Yesterday marked the fourth anniversary of The Decider's attack on Iraq and the beginning of the subsequent distraction from catchin' Osama Been Hidin'. Hundreds of thousands of civilian casualties, more than 3,000 American GIs killed, and scores of wounded later, still NO MISSION ACCOMPLISHED.
Last night I found myself watching this story
about a young Marine named Ty Ziegler and his new wife, Renee. You get the feeling you're looking
at "Jack and Diane" except, well, Ty's unit was hit by a suicide bomb attack and he was nearly killed. Ty lost a lower arm, part of his skull, digits on his remaining hand and his feet, and he was severely burned. The tale of how his life came back together and how he and his fiance Renee pushed on through his recovery really caught me off guard, and I thought about how many times over this same story is likely played across America today.
My boss is currently recovering from knee surgery that sends him to rehabilitative therapy twice a week. He never fails to remark on how many young GIs, mostly men, are being cared for as the VA facilities overfloweth with the injured. This is a remarkable time, and this war is the most remarkably unjust thing in our lifetime since Viet Nam. Servicemen like Ty are no doubt grateful for the love that stayed behind, and remained true.
Tonight I danced off to the library to poke around the cd selection and pick up a movie. (Yes, I did. I borrowed a movie. Stay tuned as, who knows, I might even watch it!) While browsing the music I recalled how my son has been interested in music from another American soldier, Glenn Miller. My dad, a U.S. Airforce flight engineer, claims to have met Miller in the service. I don't know whether that's true; those closest to me know my folks made up some pretty good stories.

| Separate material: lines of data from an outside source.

#[cfg(test)]
mod tests {
    use super::*;
    use crate::data::{Dataset, FilterSelection};
    use chrono::NaiveDate;

    fn date(y: i32, m: u32, d: u32) -> Option<NaiveDate> {
        NaiveDate::from_ymd_opt(y, m, d)
    }

    fn sample() -> Vec<Record> {
        vec![
            Record::new(date(2020, 3, 1), "Acme Air", 5, "Substantial")
                .with_aircraft_type("B737")
                .with_location("Springfield"),
            Record::new(date(2021, 7, 4), "Acme Air", 0, "None")
                .with_aircraft_type("A320")
                .with_location("Springfield"),
            Record::new(date(2020, 9, 9), "Globex", 150, "Destroyed")
                .with_aircraft_type("B737")
                .with_location("Oslo"),
            Record::new(date(2019, 1, 2), "Initech", 12, "None").with_aircraft_type("DC-3"),
            Record::new(None, "Globex", 5, "Destroyed"),
        ]
    }

    #[test]
    fn example_sum_by_operator() {
        let ds = Dataset::new(sample().into_iter().take(2).collect(), false);
        let view = FilterSelection::new().with_years([2020]).apply(&ds);
        assert_eq!(view.len(), 1);
        let sums = Aggregator::total_fatalities_by(&view, GroupKey::Operator);
        assert_eq!(sums, BTreeMap::from([("Acme Air".to_string(), 5)]));
    }

    #[test]
    fn overview_numbers() {
        let records = sample();
        let view: Vec<&Record> = records.iter().collect();
        let overview = Aggregator::overview(&view);
        assert_eq!(overview.total_accidents, 5);
        assert_eq!(overview.total_fatalities, 172);
        assert_eq!(overview.unique_operators, 3);
        assert_eq!(overview.max_fatalities, 150);
    }

    #[test]
    fn counts_by_year_skip_unknown() {
        let records = sample();
        let view: Vec<&Record> = records.iter().collect();
        assert_eq!(
            Aggregator::accidents_by_year(&view),
            vec![(2019, 1), (2020, 2), (2021, 1)]
        );
        assert_eq!(
            Aggregator::year_damage_breakdown(&view),
            vec![
                (2019, "None".to_string(), 1),
                (2020, "Destroyed".to_string(), 1),
                (2020, "Substantial".to_string(), 1),
                (2021, "None".to_string(), 1),
            ]
        );
    }

    #[test]
    fn count_ties_keep_first_appearance() {
        let records = sample();
        let view: Vec<&Record> = records.iter().collect();
        assert_eq!(
            Aggregator::damage_level_counts(&view),
            vec![
                ("None".to_string(), 2),
                ("Destroyed".to_string(), 2),
                ("Substantial".to_string(), 1),
            ]
        );
        assert_eq!(
            Aggregator::top_by_count(&view, GroupKey::Operator, 2),
            vec![("Acme Air".to_string(), 2), ("Globex".to_string(), 2)]
        );
        assert_eq!(
            Aggregator::top_by_count(&view, GroupKey::Location, 10),
            vec![("Springfield".to_string(), 2), ("Oslo".to_string(), 1)]
        );
    }

    #[test]
    fn fatality_rankings() {
        let records = sample();
        let view: Vec<&Record> = records.iter().collect();

        let top = Aggregator::top_by_total_fatalities(&view, GroupKey::Operator, 2);
        assert_eq!(top[0].group, "Globex");
        assert_eq!(top[0].total_fatalities, 155);
        assert_eq!(top[1].group, "Initech");

        let means = Aggregator::mean_fatalities_by(&view, GroupKey::AircraftType);
        assert_eq!(means["B737"], 77.5);
        assert_eq!(means["A320"], 0.0);

        let by_mean = Aggregator::top_by_mean_fatalities(&view, GroupKey::AircraftType, 1);
        assert_eq!(by_mean[0].group, "B737");

        let summary = Aggregator::aircraft_summary(&view, 20);
        assert_eq!(summary[0].group, "B737");
        assert_eq!(summary[0].accidents, 2);
        assert_eq!(summary.len(), 3);
    }

    #[test]
    fn histogram_partitions_counts() {
        let fatalities = [0, 1, 5, 6, 10, 11, 20, 21, 50, 51, 100, 101, 5000];
        let records: Vec<Record> = fatalities
            .iter()
            .map(|&f| Record::new(None, "Acme Air", f, "None"))
            .collect();
        let view: Vec<&Record> = records.iter().collect();

        let histogram = Aggregator::fatality_histogram(&view);
        let counts: Vec<usize> = histogram.iter().map(|(_, n)| *n).collect();
        assert_eq!(counts, vec![1, 2, 2, 2, 2, 2, 2]);
        assert_eq!(counts.iter().sum::<usize>(), view.len());

        let labels: Vec<&str> = histogram.iter().map(|(bin, _)| bin.label()).collect();
        assert_eq!(labels, vec!["0", "1-5", "6-10", "11-20", "21-50", "51-100", "100+"]);
    }

    #[test]
    fn top_fatal_accidents_is_stable() {
        let records = sample();
        let view: Vec<&Record> = records.iter().collect();
        let top = Aggregator::top_fatal_accidents(&view, 4);
        let fatalities: Vec<u32> = top.iter().map(|r| r.fatalities).collect();
        assert_eq!(fatalities, vec![150, 12, 5, 5]);
        assert_eq!(top[2].operator, "Acme Air");
        assert_eq!(top[3].operator, "Globex");
    }

    #[test]
    fn operator_damage_matrix_counts() {
        let records = sample();
        let view: Vec<&Record> = records.iter().collect();
        let matrix = Aggregator::operator_damage_matrix(&view);
        assert_eq!(matrix.operators, vec!["Acme Air", "Globex", "Initech"]);
        assert_eq!(matrix.damage_levels, vec!["Destroyed", "None", "Substantial"]);
        assert_eq!(matrix.count("Globex", "Destroyed"), Some(2));
        assert_eq!(matrix.count("Acme Air", "Destroyed"), Some(0));
        assert_eq!(matrix.count("Nobody", "None"), None);
    }

    #[test]
    fn empty_view_yields_empty_results() {
        let view: Vec<&Record> = Vec::new();
        assert_eq!(Aggregator::overview(&view), Overview::default());
        assert!(Aggregator::accidents_by_year(&view).is_empty());
        assert!(Aggregator::count_by(&view, GroupKey::Operator).is_empty());
        assert!(Aggregator::fatalities_by(&view, GroupKey::AircraftType).is_empty());
        assert!(Aggregator::top_fatal_accidents(&view, 10).is_empty());
        assert!(Aggregator::operator_damage_matrix(&view).operators.is_empty());
        let histogram = Aggregator::fatality_histogram(&view);
        assert_eq!(histogram.iter().map(|(_, n)| n).sum::<usize>(), 0);
    }
}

But in all truth that probably wasn't one of them. I can recall my folks playing the music of Miller's band and the Tommy Dorsey band and others for hours while friends or family visited.

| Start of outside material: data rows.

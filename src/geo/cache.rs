//! Geocode Cache Module
//! Location-keyed store of resolved (or failed) coordinate lookups, persisted as CSV.

use crate::data::{normalize_column_name, DataLoader, LoaderError};
use polars::prelude::*;
use std::collections::BTreeMap;
use std::fs::{self, File};
use std::path::Path;
use thiserror::Error;

#[derive(Error, Debug)]
pub enum CacheError {
    #[error(transparent)]
    Load(#[from] LoaderError),
    #[error("Geocode cache is missing the {0:?} column")]
    MissingColumn(&'static str),
    #[error("Polars error: {0}")]
    PolarsError(#[from] PolarsError),
    #[error("IO error: {0}")]
    Io(#[from] std::io::Error),
}

/// Cached lookup result. Both coordinates `None` means the lookup was
/// attempted and found nothing.
#[derive(Debug, Clone, Copy, PartialEq, Default)]
pub struct GeoPoint {
    pub latitude: Option<f64>,
    pub longitude: Option<f64>,
}

impl GeoPoint {
    pub const UNRESOLVED: GeoPoint = GeoPoint {
        latitude: None,
        longitude: None,
    };

    pub fn new(latitude: f64, longitude: f64) -> Self {
        Self {
            latitude: Some(latitude),
            longitude: Some(longitude),
        }
    }

    pub fn is_resolved(&self) -> bool {
        self.latitude.is_some() && self.longitude.is_some()
    }
}

/// Geocode cache keyed by location string. Keys are unique and stored
/// trimmed, the same way record locations are normalized.
#[derive(Debug, Clone, Default, PartialEq)]
pub struct GeocodeCache {
    entries: BTreeMap<String, GeoPoint>,
}

impl GeocodeCache {
    pub fn new() -> Self {
        Self::default()
    }

    /// Insert or replace an entry (last write wins).
    pub fn insert(&mut self, location: impl Into<String>, point: GeoPoint) {
        let location = location.into();
        let key = if location.trim().len() == location.len() {
            location
        } else {
            location.trim().to_string()
        };
        self.entries.insert(key, point);
    }

    pub fn get(&self, location: &str) -> Option<&GeoPoint> {
        self.entries.get(location.trim())
    }

    pub fn contains(&self, location: &str) -> bool {
        self.entries.contains_key(location.trim())
    }

    pub fn len(&self) -> usize {
        self.entries.len()
    }

    pub fn is_empty(&self) -> bool {
        self.entries.is_empty()
    }

    pub fn iter(&self) -> impl Iterator<Item = (&str, &GeoPoint)> {
        self.entries.iter().map(|(k, v)| (k.as_str(), v))
    }

    /// Read a cache file with `location, latitude, longitude` columns.
    ///
    /// Locations are trimmed and blank ones skipped. Duplicate locations keep
    /// the last row. Unparseable coordinates are read as missing.
    pub fn load(path: &Path) -> Result<Self, CacheError> {
        let table = DataLoader::default().load(path)?;

        let find = |name: &'static str| {
            table
                .columns
                .iter()
                .find(|c| normalize_column_name(&c.name) == name)
                .ok_or(CacheError::MissingColumn(name))
        };
        let locations = find("location")?;
        let latitudes = find("latitude")?;
        let longitudes = find("longitude")?;

        let parse = |v: &Option<String>| v.as_deref().and_then(|s| s.trim().parse::<f64>().ok());

        let mut cache = Self::new();
        for row in 0..table.height() {
            let Some(location) = locations.values[row]
                .as_deref()
                .map(str::trim)
                .filter(|l| !l.is_empty())
            else {
                continue;
            };
            cache.insert(
                location,
                GeoPoint {
                    latitude: parse(&latitudes.values[row]),
                    longitude: parse(&longitudes.values[row]),
                },
            );
        }

        log::info!("Loaded {} geocode cache entries from {}", cache.len(), path.display());
        Ok(cache)
    }

    /// Like [`GeocodeCache::load`], but a missing file yields `None`.
    pub fn load_if_exists(path: &Path) -> Result<Option<Self>, CacheError> {
        match Self::load(path) {
            Ok(cache) => Ok(Some(cache)),
            Err(CacheError::Load(LoaderError::FileNotFound(_))) => {
                log::info!("No geocode cache at {}", path.display());
                Ok(None)
            }
            Err(e) => Err(e),
        }
    }

    /// Overwrite `path` with every entry, creating parent directories.
    pub fn save(&self, path: &Path) -> Result<(), CacheError> {
        let locations: Vec<&str> = self.entries.keys().map(String::as_str).collect();
        let latitudes: Vec<Option<f64>> = self.entries.values().map(|p| p.latitude).collect();
        let longitudes: Vec<Option<f64>> = self.entries.values().map(|p| p.longitude).collect();

        let mut df = DataFrame::new(vec![
            Column::new("location".into(), locations),
            Column::new("latitude".into(), latitudes),
            Column::new("longitude".into(), longitudes),
        ])?;

        if let Some(parent) = path.parent().filter(|p| !p.as_os_str().is_empty()) {
            fs::create_dir_all(parent)?;
        }
        let mut file = File::create(path)?;
        CsvWriter::new(&mut file).include_header(true).finish(&mut df)?;

        log::info!("Saved {} geocode cache entries to {}", self.len(), path.display());
        Ok(())
    }
}

impl FromIterator<(String, GeoPoint)> for GeocodeCache {
    fn from_iter<I: IntoIterator<Item = (String, GeoPoint)>>(iter: I) -> Self {
        Self {
            entries: iter.into_iter().collect(),
        }
    }
}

The recording I selected features that wartime favorite, "Don't Sit Under the Apple Tree." I got to thinking, there must be a bluegrass version out there.
I didn't find what I was looking for, but I did find an acoustic medley on Carol Ponder's
with John Knowles, Going Across the Mountain: Songs of War and Separation,
an interesting collection of tunes spanning the last couple of centuries. Carol hails from the Carolina Appalachians and her other recordings are a treasure trove of wonderful ballads. I will be learning more about her.
I was moved by Ty and Renee's story because I so often forget how quickly life can change, with what immediacy priorities and plans are shifted. And to think I sometimes find myself wishing my life were easier! I realize we all have our challenges, and everything is relative, but I might have to slug the next person who whines about the price of gas or what a drag the weather is -- even if it's me!
Meanwhile, if you know of a good bluegrass version of this song, let me know. Even though we think of this tune as representing a certain time of the last century, the sentiments it expresses, of a young soldier missing his sweetheart, are timeless. We may not agree with the war, and some may not even feel they can love the warriors if they hate the war. But please try.